# [YOUR ASSIGNMENT]
What lines of the material below include the string "tracing"? Copy all of them.
(EXERCISE MATERIAL begins)
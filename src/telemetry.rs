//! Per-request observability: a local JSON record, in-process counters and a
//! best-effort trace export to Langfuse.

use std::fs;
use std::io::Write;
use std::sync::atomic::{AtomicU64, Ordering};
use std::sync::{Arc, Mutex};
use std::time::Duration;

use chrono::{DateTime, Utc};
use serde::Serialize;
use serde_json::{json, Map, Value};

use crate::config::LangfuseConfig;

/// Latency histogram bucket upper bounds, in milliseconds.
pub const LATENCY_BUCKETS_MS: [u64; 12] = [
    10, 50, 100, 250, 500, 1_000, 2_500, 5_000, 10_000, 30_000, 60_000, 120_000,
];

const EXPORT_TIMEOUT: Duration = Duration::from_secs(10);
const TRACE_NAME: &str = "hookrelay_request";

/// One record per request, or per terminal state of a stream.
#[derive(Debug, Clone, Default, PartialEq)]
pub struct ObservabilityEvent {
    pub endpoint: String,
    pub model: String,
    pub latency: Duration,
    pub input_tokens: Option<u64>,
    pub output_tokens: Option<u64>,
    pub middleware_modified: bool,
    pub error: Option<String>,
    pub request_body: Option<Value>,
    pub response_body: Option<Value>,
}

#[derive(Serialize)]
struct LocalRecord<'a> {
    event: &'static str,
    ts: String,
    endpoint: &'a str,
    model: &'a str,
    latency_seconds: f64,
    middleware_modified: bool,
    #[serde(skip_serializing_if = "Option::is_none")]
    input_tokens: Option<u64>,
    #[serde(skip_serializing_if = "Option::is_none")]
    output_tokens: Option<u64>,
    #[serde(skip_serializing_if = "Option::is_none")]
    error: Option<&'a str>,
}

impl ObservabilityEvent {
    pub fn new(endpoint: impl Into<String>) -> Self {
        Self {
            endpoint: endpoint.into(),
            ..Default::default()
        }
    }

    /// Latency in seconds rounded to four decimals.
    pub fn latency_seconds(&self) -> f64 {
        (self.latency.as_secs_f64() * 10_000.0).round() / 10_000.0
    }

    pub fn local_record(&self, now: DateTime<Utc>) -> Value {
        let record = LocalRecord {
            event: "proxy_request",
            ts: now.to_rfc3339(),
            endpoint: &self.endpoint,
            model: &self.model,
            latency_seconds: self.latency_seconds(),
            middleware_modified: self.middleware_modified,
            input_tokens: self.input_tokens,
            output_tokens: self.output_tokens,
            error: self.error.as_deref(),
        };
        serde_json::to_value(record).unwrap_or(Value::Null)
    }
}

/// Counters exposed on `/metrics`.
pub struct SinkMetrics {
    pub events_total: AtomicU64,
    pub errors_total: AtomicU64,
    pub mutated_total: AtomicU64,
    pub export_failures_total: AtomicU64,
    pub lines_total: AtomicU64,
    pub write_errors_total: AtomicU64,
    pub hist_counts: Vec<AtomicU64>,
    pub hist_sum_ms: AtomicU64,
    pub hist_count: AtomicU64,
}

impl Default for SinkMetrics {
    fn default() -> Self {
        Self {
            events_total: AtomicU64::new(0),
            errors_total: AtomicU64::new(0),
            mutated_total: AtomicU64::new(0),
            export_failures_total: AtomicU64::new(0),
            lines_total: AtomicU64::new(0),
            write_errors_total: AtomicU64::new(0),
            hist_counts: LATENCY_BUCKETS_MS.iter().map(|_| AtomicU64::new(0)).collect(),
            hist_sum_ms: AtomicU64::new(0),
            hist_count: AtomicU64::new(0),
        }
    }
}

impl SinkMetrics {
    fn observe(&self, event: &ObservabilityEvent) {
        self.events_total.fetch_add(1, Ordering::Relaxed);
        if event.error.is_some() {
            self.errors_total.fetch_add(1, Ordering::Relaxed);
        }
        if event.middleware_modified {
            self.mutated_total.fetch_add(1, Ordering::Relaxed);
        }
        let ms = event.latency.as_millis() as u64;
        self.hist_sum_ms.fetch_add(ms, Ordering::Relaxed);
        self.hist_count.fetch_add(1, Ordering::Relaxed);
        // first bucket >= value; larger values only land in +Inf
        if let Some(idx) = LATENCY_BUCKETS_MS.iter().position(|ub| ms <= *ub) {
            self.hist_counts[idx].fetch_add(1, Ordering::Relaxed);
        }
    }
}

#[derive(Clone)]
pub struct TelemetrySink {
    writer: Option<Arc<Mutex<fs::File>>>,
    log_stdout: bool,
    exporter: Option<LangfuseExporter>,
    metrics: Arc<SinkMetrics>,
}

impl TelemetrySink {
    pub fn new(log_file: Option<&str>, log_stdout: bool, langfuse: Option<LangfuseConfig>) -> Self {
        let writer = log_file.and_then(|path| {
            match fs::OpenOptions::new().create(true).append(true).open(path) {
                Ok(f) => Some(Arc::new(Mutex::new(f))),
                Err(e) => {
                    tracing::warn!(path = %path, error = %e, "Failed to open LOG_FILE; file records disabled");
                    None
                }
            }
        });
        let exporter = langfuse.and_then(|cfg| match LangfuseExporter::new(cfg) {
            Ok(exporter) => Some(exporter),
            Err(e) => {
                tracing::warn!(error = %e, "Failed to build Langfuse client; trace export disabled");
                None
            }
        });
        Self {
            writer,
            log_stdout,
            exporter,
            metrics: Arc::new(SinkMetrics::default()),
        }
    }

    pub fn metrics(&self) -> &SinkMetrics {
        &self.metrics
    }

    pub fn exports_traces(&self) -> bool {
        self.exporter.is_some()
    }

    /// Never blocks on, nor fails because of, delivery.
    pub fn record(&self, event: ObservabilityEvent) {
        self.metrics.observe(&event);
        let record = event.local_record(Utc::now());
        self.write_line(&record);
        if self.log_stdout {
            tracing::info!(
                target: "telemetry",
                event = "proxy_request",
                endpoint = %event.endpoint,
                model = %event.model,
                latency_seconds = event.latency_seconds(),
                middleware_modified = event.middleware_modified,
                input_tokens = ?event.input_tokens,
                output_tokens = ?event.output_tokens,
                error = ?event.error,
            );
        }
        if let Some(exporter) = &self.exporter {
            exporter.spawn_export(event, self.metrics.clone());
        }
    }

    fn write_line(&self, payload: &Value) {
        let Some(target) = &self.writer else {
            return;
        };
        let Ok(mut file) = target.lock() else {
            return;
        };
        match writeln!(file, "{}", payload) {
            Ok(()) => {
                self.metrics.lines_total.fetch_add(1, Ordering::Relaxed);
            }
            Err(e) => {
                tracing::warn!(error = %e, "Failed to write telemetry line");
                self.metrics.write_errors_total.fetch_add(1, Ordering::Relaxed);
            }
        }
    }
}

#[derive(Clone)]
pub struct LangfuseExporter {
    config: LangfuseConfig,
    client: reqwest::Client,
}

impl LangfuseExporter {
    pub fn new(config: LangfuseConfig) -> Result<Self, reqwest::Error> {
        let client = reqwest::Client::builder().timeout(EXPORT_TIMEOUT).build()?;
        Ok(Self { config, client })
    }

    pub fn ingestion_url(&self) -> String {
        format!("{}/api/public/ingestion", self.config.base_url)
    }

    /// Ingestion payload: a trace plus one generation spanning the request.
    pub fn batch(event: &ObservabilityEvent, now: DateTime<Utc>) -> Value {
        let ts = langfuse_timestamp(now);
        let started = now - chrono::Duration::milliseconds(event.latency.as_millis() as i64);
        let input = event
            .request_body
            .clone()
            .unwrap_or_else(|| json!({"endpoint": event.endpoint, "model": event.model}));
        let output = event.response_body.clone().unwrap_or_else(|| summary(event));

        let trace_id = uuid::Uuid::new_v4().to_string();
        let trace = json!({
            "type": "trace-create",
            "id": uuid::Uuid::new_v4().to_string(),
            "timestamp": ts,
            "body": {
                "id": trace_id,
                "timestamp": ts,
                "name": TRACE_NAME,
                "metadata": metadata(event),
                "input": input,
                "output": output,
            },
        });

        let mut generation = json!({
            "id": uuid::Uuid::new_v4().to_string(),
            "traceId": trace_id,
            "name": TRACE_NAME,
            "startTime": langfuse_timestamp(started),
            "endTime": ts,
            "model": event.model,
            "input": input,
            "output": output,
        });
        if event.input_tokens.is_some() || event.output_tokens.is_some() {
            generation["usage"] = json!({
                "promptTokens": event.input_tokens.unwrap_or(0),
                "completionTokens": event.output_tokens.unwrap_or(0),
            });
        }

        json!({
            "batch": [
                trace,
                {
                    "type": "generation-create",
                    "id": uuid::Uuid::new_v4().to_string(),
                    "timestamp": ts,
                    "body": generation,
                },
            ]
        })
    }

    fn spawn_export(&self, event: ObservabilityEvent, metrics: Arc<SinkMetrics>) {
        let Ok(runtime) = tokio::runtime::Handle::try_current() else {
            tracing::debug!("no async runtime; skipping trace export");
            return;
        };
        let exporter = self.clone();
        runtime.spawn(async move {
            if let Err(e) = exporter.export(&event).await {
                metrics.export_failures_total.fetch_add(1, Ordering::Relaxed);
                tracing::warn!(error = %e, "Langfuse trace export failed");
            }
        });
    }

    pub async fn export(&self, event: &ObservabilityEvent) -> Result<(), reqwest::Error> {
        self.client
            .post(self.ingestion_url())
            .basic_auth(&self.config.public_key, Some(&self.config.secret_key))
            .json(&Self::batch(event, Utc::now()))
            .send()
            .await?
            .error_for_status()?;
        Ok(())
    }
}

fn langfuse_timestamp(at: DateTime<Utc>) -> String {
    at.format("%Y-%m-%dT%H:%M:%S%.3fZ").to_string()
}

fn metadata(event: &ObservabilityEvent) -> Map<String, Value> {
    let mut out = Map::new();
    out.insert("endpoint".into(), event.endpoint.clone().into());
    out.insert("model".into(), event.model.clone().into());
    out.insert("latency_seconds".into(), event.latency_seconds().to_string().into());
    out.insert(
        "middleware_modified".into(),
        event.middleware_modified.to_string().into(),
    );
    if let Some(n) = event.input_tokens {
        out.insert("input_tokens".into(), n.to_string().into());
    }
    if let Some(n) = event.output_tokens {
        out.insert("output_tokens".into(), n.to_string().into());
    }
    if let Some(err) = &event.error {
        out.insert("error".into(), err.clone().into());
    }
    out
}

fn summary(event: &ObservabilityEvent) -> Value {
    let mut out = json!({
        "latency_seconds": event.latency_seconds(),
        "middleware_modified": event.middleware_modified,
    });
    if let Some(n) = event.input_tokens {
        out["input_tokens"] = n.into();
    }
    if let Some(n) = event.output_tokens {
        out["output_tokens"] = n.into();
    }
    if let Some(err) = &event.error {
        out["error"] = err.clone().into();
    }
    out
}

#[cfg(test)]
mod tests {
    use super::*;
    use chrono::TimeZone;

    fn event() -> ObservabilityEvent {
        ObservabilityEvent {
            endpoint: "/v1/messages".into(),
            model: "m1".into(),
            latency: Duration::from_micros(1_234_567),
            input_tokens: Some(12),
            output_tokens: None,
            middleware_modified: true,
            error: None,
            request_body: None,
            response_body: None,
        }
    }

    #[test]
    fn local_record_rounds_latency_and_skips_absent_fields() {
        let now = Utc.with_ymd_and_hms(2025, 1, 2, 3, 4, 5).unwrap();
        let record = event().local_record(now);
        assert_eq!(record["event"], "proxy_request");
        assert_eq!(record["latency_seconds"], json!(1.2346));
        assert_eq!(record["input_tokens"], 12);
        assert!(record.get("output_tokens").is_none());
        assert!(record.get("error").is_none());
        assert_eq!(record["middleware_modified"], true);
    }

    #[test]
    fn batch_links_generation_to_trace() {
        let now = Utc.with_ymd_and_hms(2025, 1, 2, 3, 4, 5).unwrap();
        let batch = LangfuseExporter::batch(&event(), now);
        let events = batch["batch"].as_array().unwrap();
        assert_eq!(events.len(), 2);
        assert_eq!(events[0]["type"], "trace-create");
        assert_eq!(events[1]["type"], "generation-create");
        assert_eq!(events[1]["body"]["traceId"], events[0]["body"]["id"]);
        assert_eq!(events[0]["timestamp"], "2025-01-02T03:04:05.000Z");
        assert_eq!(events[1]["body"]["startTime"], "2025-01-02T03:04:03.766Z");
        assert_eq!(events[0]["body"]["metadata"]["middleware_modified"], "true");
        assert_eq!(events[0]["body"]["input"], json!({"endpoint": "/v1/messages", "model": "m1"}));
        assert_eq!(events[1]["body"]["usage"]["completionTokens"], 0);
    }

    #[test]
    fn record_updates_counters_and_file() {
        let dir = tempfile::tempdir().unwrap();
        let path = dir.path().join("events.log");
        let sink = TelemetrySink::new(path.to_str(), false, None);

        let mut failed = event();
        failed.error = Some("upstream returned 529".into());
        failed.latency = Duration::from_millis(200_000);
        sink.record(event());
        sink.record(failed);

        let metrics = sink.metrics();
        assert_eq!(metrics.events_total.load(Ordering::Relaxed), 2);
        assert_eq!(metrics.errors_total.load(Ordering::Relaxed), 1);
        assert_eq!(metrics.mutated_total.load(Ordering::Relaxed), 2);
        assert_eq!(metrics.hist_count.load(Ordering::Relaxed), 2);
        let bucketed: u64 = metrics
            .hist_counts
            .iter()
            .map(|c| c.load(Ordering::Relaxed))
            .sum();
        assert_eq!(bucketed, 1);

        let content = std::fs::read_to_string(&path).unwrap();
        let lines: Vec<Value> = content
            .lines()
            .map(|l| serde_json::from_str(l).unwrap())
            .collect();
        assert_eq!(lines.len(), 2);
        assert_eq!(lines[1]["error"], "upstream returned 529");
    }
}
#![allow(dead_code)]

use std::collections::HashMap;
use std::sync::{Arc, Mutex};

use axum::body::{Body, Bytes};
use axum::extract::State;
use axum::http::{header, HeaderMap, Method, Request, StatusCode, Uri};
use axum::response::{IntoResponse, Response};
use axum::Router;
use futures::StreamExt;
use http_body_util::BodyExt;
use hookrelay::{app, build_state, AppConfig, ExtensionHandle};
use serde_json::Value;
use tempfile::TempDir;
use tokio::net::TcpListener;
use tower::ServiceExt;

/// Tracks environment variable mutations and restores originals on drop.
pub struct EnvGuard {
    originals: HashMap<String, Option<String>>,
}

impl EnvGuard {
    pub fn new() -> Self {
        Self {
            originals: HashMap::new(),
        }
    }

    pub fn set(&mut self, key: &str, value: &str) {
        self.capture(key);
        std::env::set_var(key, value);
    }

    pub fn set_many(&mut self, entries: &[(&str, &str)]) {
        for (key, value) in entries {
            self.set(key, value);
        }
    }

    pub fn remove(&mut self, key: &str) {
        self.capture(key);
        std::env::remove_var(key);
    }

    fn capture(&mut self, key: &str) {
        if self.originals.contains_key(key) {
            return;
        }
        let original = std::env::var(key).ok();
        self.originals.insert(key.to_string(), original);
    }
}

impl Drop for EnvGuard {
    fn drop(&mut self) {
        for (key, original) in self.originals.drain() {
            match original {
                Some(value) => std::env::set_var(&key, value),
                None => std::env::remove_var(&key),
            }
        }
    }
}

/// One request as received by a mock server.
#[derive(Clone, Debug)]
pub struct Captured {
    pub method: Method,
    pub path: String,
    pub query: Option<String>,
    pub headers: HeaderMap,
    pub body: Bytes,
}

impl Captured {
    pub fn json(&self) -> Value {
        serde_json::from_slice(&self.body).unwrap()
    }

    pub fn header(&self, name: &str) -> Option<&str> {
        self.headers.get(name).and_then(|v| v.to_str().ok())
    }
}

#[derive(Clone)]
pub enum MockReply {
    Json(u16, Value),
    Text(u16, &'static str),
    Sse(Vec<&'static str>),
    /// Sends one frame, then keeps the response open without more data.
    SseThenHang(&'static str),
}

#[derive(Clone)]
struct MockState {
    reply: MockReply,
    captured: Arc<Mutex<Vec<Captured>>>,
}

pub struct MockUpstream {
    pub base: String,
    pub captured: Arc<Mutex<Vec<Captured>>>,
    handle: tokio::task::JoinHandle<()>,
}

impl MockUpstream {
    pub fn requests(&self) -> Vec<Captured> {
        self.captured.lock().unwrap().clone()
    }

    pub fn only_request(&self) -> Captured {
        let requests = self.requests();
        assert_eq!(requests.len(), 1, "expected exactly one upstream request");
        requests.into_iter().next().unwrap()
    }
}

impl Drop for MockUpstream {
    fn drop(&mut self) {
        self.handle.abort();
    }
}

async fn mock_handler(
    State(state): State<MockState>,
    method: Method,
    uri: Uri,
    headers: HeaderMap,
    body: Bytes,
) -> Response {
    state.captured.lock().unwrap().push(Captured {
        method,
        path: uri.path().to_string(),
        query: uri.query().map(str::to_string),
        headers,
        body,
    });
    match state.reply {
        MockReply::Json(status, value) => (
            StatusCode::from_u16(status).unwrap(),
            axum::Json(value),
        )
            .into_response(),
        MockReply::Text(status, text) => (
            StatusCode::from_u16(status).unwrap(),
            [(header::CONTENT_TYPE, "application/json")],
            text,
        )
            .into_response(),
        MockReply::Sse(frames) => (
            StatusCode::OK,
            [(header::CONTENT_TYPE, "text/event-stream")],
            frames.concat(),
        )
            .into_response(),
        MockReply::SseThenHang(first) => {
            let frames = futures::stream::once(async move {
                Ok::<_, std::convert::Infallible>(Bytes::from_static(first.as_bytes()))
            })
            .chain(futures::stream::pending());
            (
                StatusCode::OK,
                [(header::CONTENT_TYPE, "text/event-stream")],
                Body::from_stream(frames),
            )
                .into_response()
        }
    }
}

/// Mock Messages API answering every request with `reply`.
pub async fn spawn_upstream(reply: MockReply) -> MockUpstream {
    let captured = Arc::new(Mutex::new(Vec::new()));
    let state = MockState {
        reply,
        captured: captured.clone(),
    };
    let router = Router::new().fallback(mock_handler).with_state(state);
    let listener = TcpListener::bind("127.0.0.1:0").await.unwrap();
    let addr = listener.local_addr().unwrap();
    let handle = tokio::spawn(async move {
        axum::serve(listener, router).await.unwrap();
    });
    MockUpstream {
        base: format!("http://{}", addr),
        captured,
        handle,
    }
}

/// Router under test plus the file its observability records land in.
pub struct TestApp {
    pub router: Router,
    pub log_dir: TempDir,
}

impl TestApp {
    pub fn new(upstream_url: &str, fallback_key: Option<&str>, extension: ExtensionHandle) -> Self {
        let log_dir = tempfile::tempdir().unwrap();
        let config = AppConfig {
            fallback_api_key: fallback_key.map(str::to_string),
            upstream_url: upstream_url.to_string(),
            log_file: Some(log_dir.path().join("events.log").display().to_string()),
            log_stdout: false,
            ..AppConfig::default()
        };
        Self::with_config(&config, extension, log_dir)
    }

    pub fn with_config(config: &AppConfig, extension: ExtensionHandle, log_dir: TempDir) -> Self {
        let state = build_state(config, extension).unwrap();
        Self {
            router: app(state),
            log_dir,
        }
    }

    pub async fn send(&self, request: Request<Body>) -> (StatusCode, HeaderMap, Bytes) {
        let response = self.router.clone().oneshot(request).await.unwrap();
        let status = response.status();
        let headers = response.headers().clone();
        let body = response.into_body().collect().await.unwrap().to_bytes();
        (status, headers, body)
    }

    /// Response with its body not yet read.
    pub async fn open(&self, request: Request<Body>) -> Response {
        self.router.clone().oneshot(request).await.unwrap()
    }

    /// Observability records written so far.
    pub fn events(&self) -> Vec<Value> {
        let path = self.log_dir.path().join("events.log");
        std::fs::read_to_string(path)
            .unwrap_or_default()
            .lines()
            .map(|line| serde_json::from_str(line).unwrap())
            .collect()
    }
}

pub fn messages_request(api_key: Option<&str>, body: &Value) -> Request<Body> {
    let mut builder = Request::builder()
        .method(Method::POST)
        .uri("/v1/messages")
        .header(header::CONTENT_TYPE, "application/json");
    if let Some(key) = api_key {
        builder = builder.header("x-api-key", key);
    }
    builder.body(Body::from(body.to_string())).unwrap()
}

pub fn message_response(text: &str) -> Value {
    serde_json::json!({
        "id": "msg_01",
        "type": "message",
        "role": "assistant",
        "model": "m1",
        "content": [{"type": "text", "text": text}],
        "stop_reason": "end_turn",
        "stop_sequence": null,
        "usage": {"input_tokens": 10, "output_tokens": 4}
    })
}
(EXERCISE MATERIAL ends)
# [RESULT FOR THIS EXERCISE]
                    tracing::warn!(path = %path, error = %e, "Failed to open LOG_FILE; file records disabled");
                tracing::warn!(error = %e, "Failed to build Langfuse client; trace export disabled");
            tracing::info!(
                tracing::warn!(error = %e, "Failed to write telemetry line");
            tracing::debug!("no async runtime; skipping trace export");
                tracing::warn!(error = %e, "Langfuse trace export failed");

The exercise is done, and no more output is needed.